Market intelligence firm International Data Corporation (IDC) voted Salesforce as the No. 1 client relationship management (CRM) platform for the fifth consecutive year.

It is the industry leader in sales, marketing, service, and increased market share in 2017, more than its closest competitors.

Larry Ellison must be tearing his hair out as Oracle's (ORCL) share price has been excommunicated to purgatory indefinitely.

Oracle is a company that I have been pounding on the tables to stay away from.

The Mad Hedge Technology Letter seldom recommends legacy companies that are still legacy companies.

Driving past his former estate, emanating from a sparkling perch in Incline Village overlooking Lake Tahoe, my neighbor gives me the goose bumps.

The property was later sold for $20.35 million. All told, Larry has around $100 million invested in real estate dotted around Incline Village. I sarcastically mentioned to him last time we bumped into each other to call me immediately when his $90 million estate in Kyoto, Japan, hits the market.

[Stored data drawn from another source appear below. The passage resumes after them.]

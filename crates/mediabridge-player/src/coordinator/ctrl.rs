//! Control-plane requests: snapshot queries and listener lifecycle.

use std::sync::Arc;

use tracing::debug;

use crate::adapter::NativeEventKind;
use crate::listener::PlaybackListener;

use super::{
    CommandCtx, CoordinatorCtrl, CoordinatorState, build_state_snapshot, push_state_update,
};

/// Notification kinds forwarded to an attached listener. Prepare results are
/// coordinator-internal and subscribed separately for the coordinator's whole
/// lifetime.
const LISTENER_EVENT_KINDS: [NativeEventKind; 7] = [
    NativeEventKind::ItemTransition,
    NativeEventKind::PositionDiscontinuity,
    NativeEventKind::RateChange,
    NativeEventKind::TrackSelectionChange,
    NativeEventKind::Lifecycle,
    NativeEventKind::PlaybackEnded,
    NativeEventKind::PictureInPicture,
];

pub(super) fn handle_ctrl(msg: CoordinatorCtrl, ctx: &mut CommandCtx<'_>) {
    match msg {
        CoordinatorCtrl::GetStateSnapshot { resp_tx } => {
            let _ = resp_tx.send(build_state_snapshot(ctx.state, ctx.adapter));
        }
        CoordinatorCtrl::GetTracksSnapshot { resp_tx } => {
            let _ = resp_tx.send(super::tracks::build_tracks_snapshot(
                &ctx.state.player_id,
                ctx.adapter,
            ));
        }
        CoordinatorCtrl::AttachListener { listener } => attach_listener(ctx, listener),
        CoordinatorCtrl::DetachListener => detach_listener(ctx.state),
    }
}

/// Attaching always detaches first, so repeated attaches never stack native
/// subscriptions.
fn attach_listener(ctx: &mut CommandCtx<'_>, listener: Arc<dyn PlaybackListener>) {
    detach_listener(ctx.state);
    for kind in LISTENER_EVENT_KINDS {
        let subscription = ctx.adapter.subscribe(kind, ctx.sink.clone());
        ctx.state.listener_subscriptions.push(subscription);
    }
    ctx.state.listener = Some(listener);
    debug!(player_id = ctx.state.player_id, "listener attached");
    // Bring the fresh listener up to date immediately.
    push_state_update(ctx.state, ctx.adapter);
}

/// Idempotent; detaching with nothing attached is a no-op.
pub(super) fn detach_listener(state: &mut CoordinatorState) {
    if state.listener.take().is_none() && state.listener_subscriptions.is_empty() {
        return;
    }
    for subscription in state.listener_subscriptions.drain(..) {
        subscription.cancel();
    }
    debug!(player_id = state.player_id, "listener detached");
}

Oracle's position in the pecking order is a telltale sign of the inability to land the creme de la creme government contracts that ostensibly fall into Amazon (AMZN), Alphabet (GOOGL), and Microsoft's lap.

And it's not surprising that Larry is spending more time tending to his vast array of glittering luxury properties around the world rather than running Oracle.

Oracle is like a deer caught in the headlights and Marc Benioff is at the wheel.

On the Forbes 500 rankings, Salesforce has moved up almost 200 spots.

This position will rise as Salesforce is under contract booking a further $20.4 billion of commitments driven by its subscription services offering cloud products.

On the domestic contract front, it was much of the same for Salesforce, which inked premium deals with the U.S. Department of Agriculture, Kering, and sports apparel giant Adidas.

International companies such as Philips and Santander UK are expanding their relationships with Salesforce. A firm nod of approval.

Salesforce has been voted in the top three of most innovative companies for the past eight years by reputable Forbes magazine. The list was started in 2011, and it has never dropped out of the top three.

The gobs of innovation are the main logic behind the top five financial institutions expanding their relationship with Salesforce by an extra 70%.

Once companies start using the CRM platform, they become mesmerized with the premium add-ons that help companies run more efficiently.

Benioff has been a huge proponent of artificial intelligence (A.I.) and is an outsized catalyst to product enhancement gains.

Salesforce has taken Einstein, it's A.I. platform, and allowed all the applications to run through it.

The integration of Einstein has resulted in more than 2 billion correct predictions per day paying homage to the quality of A.I. engineering on display.

Instead of hiring a whole team of in-house data scientists, Salesforce is A.I. functionality by the bucket full and it is easy to use on its platform.

In some cases, incorporating Salesforce's A.I. into the business has bolstered other companies' top line by 15%.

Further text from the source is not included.